Turn limited resources into lasting impact. Generate grant proposals, track program outcomes, and free your team to focus on serving your community.

A voice survey that captures what people mean

PCV's answer on the research side is AIKKA, a smartphone tool it built more than three years ago. Clients who opt in answer open-ended questions by speaking, up to five minutes at a time, in their native language. An engine transcribes every response, and Claude tags it for sentiment, emotion, and theme, feeding a dashboard that updates as answers arrive. While the underlying technology supports a broad range of languages, PCV’s testing has confirmed accuracy specifically in English, Spanish, Hindi, and Punjabi.
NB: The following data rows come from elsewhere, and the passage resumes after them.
//! Insertion-ordered person registry.
//!
//! # Invariants
//! - Persons are unique under weak sameness after every successful call.
//! - Failed calls leave the book unchanged.
//! - Lookups for replacement/removal use strong equality.
//!
//! Duplicate detection is a linear scan; a name-keyed index would replace it
//! if registries stop being small.

use crate::model::appointment::Appointment;
use crate::model::person::Person;
use serde::Serialize;
use std::error::Error;
use std::fmt::{Display, Formatter};

pub type RegistryResult<T> = Result<T, RegistryError>;

/// Registry invariant violations.
#[derive(Debug, Clone, Copy, PartialEq, Eq)]
pub enum RegistryError {
    /// Mutation would store two persons with the same name.
    DuplicatePerson,
    /// Target person is not in the registry.
    PersonNotFound,
}

impl Display for RegistryError {
    fn fmt(&self, f: &mut Formatter<'_>) -> std::fmt::Result {
        match self {
            Self::DuplicatePerson => write!(f, "operation would result in duplicate persons"),
            Self::PersonNotFound => write!(f, "person not found in registry"),
        }
    }
}

impl Error for RegistryError {}

/// `==` compares the persons' strong identity (name, phone, nric) in order;
/// other details and appointments are ignored.
#[derive(Debug, Clone, Default, PartialEq, Eq, Serialize)]
pub struct AddressBook {
    persons: Vec<Person>,
}

impl AddressBook {
    pub fn new() -> Self {
        Self::default()
    }

    /// Builds a book from a snapshot, rejecting snapshots with duplicates.
    pub fn from_persons(persons: Vec<Person>) -> RegistryResult<Self> {
        let mut book = Self::new();
        book.set_persons(persons)?;
        Ok(book)
    }

    /// All persons in insertion order.
    pub fn persons(&self) -> &[Person] {
        &self.persons
    }

    pub fn len(&self) -> usize {
        self.persons.len()
    }

    pub fn is_empty(&self) -> bool {
        self.persons.is_empty()
    }

    /// Total appointments across all persons.
    pub fn appointment_count(&self) -> usize {
        self.persons
            .iter()
            .map(|person| person.appointments().len())
            .sum()
    }

    /// Iterates every owned appointment, person-then-insertion order.
    pub fn appointments(&self) -> impl Iterator<Item = &Appointment> {
        self.persons
            .iter()
            .flat_map(|person| person.appointments().iter())
    }

    /// Returns whether a weakly-same person is already stored.
    pub fn has_person(&self, person: &Person) -> bool {
        self.persons.iter().any(|stored| stored.is_same_person(person))
    }

    /// Appends `person`.
    ///
    /// # Errors
    /// - `DuplicatePerson` when a weakly-same person is already stored.
    pub fn add_person(&mut self, person: Person) -> RegistryResult<()> {
        if self.has_person(&person) {
            return Err(RegistryError::DuplicatePerson);
        }
        self.persons.push(person);
        Ok(())
    }

    /// Replaces `target` with `edited` at the same position.
    ///
    /// # Errors
    /// - `PersonNotFound` when no stored person equals `target`.
    /// - `DuplicatePerson` when `edited` is weakly-same as another stored person.
    pub fn set_person(&mut self, target: &Person, edited: Person) -> RegistryResult<()> {
        let position = self.position_of(target)?;
        let collides = self
            .persons
            .iter()
            .enumerate()
            .any(|(index, stored)| index != position && stored.is_same_person(&edited));
        if collides {
            return Err(RegistryError::DuplicatePerson);
        }
        self.persons[position] = edited;
        Ok(())
    }

    /// Removes `target` together with its appointments.
    ///
    /// # Errors
    /// - `PersonNotFound` when no stored person equals `target`.
    pub fn remove_person(&mut self, target: &Person) -> RegistryResult<Person> {
        let position = self.position_of(target)?;
        Ok(self.persons.remove(position))
    }

    /// Replaces the whole content with `persons`.
    ///
    /// # Errors
    /// - `DuplicatePerson` when the snapshot holds weakly-same persons; the
    ///   book keeps its previous content.
    pub fn set_persons(&mut self, persons: Vec<Person>) -> RegistryResult<()> {
        let has_duplicates = persons.iter().enumerate().any(|(index, person)| {
            persons[index + 1..]
                .iter()
                .any(|later| later.is_same_person(person))
        });
        if has_duplicates {
            return Err(RegistryError::DuplicatePerson);
        }
        self.persons = persons;
        Ok(())
    }

    /// Replaces the whole content with another (already valid) book.
    pub fn reset_data(&mut self, other: AddressBook) {
        self.persons = other.persons;
    }

    fn position_of(&self, target: &Person) -> RegistryResult<usize> {
        self.persons
            .iter()
            .position(|stored| stored == target)
            .ok_or(RegistryError::PersonNotFound)
    }
}

#[cfg(test)]
mod tests {
    use super::{AddressBook, RegistryError};
    use crate::model::fields::{Address, Email, Name, Nric, Phone};
    use crate::model::person::Person;

    fn person(name: &str, phone: &str) -> Person {
        Person::new(
            Name::new(name).unwrap(),
            Phone::new(phone).unwrap(),
            Email::new("someone@example.com").unwrap(),
            Nric::new("S1234567A").unwrap(),
            Address::new("somewhere").unwrap(),
            [],
        )
    }

    #[test]
    fn set_person_allows_weakly_same_self_replacement() {
        let alice = person("Alice", "111");
        let mut book = AddressBook::new();
        book.add_person(alice.clone()).unwrap();

        let edited = person("Alice", "222");
        book.set_person(&alice, edited.clone()).unwrap();
        assert_eq!(book.persons(), &[edited]);
    }

    #[test]
    fn set_person_preserves_position() {
        let mut book = AddressBook::new();
        let alice = person("Alice", "111");
        book.add_person(alice.clone()).unwrap();
        book.add_person(person("Bob", "222")).unwrap();

        book.set_person(&alice, person("Carl", "333")).unwrap();
        assert_eq!(book.persons()[0].name().as_str(), "Carl");
        assert_eq!(book.persons()[1].name().as_str(), "Bob");
    }

    #[test]
    fn equality_compares_person_identity_only() {
        let alice = person("Alice", "111");
        let moved = alice.with_details(
            alice.name().clone(),
            alice.phone().clone(),
            Email::new("moved@example.com").unwrap(),
            alice.nric().clone(),
            Address::new("elsewhere").unwrap(),
            Default::default(),
        );

        let book = AddressBook::from_persons(vec![alice]).unwrap();
        let other = AddressBook::from_persons(vec![moved]).unwrap();
        assert_eq!(book, other);
        assert_ne!(book, AddressBook::from_persons(vec![person("Alice", "222")]).unwrap());
    }

    #[test]
    fn set_persons_rejects_duplicate_snapshot_and_keeps_content() {
        let mut book = AddressBook::new();
        book.add_person(person("Alice", "111")).unwrap();

        let err = book
            .set_persons(vec![person("Bob", "111"), person("Bob", "222")])
            .unwrap_err();
        assert_eq!(err, RegistryError::DuplicatePerson);
        assert_eq!(book.len(), 1);
    }
}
The choice of AI model mattered. Building AIKKA, the team ran the same voice transcripts through several providers, watching how each categorized, or "coded," the responses. "When we compared across providers for the level of nuance and the accuracy of the coding, Claude always won out," Shenoy said.

The gap showed up on the messy, human answers. A worker might be upbeat about some things and unsure about others. Other providers averaged it out: mostly positive, call it positive. Claude held onto the contradictions.

"Claude would say something like, 'tepid positivity mixed with uncertainty, and there's uncertainty around how long this respondent might remain in their job, which is leading to some hesitation,'" Shenoy explained. "It was going so much deeper. It seemed to have its finger on the pulse of human emotion." PCV moved to Claude exclusively, running AIKKA on Claude Opus through the API. The surveys run as part of PCV's national Good Jobs Community of Practice program among small business owners and their workers.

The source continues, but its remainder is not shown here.